Supplied records section start

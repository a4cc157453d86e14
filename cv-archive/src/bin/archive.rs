//! cv-archive - Archive blog posts referencing Arweave transactions as HTML
//!
//! Asks for the blog's listing URL (configured default on empty answer),
//! then renders every newly discovered transaction into the posts folder.

use anyhow::Result;
use clap::Parser;
use cv_archive::{Archiver, GatewayClient};
use cv_common::config::{load_config, write_toml_config, TomlConfig};
use cv_common::http::build_client;
use cv_common::Prompter;
use std::path::PathBuf;
use tracing::{error, info};

/// Command-line arguments for cv-archive
#[derive(Parser, Debug)]
#[command(name = "cv-archive")]
#[command(about = "Archive Arweave-backed blog posts as HTML")]
#[command(version)]
struct Args {
    /// Config file (overrides CV_CONFIG and default locations)
    #[arg(short, long)]
    config: Option<PathBuf>,

    /// Write the effective configuration to this path and exit
    #[arg(long)]
    write_config: Option<PathBuf>,

    /// Blog listing URL (prompted for when omitted)
    blog_url: Option<String>,
}

#[tokio::main]
async fn main() -> Result<()> {
    let args = Args::parse();
    let config = load_config(args.config.as_deref())?;
    cv_common::logging::init(&config.logging)?;
    cv_common::build_info::log_startup("cv-archive", env!("CARGO_PKG_VERSION"));

    if let Some(path) = &args.write_config {
        write_toml_config(&config, path)?;
        info!("Configuration written to {}", path.display());
        return Ok(());
    }

    if let Err(e) = run(args.blog_url, config).await {
        error!("An error occurred: {}", e);
    }

    Ok(())
}

/// Resolve the blog URL and run the pipeline
///
/// Pipeline failures are logged here; the returned error covers the setup
/// (prompt, HTTP client).
async fn run(blog_url: Option<String>, mut config: TomlConfig) -> Result<()> {
    let blog_url = match blog_url {
        Some(url) => url,
        None => Prompter::stdio().ask(&format!(
            "Enter the blog URL [{}]: ",
            config.scrape.blog_url
        ))?,
    };
    if !blog_url.is_empty() {
        config.scrape.blog_url = blog_url.trim_end_matches('/').to_string();
    }

    let http = build_client(&config.http)?;
    let gateway = GatewayClient::new(http.clone(), config.gateway.url.clone());
    let archiver = Archiver::new(http, gateway, config.scrape);

    if let Err(e) = archiver.run().await {
        error!("Archive run aborted: {}", e);
    }

    Ok(())
}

Supplied records section end

[What is required]
Copy each line from the records above that includes the string "HTML".

[Solution]
//! cv-archive - Archive blog posts referencing Arweave transactions as HTML
#[command(about = "Archive Arweave-backed blog posts as HTML")]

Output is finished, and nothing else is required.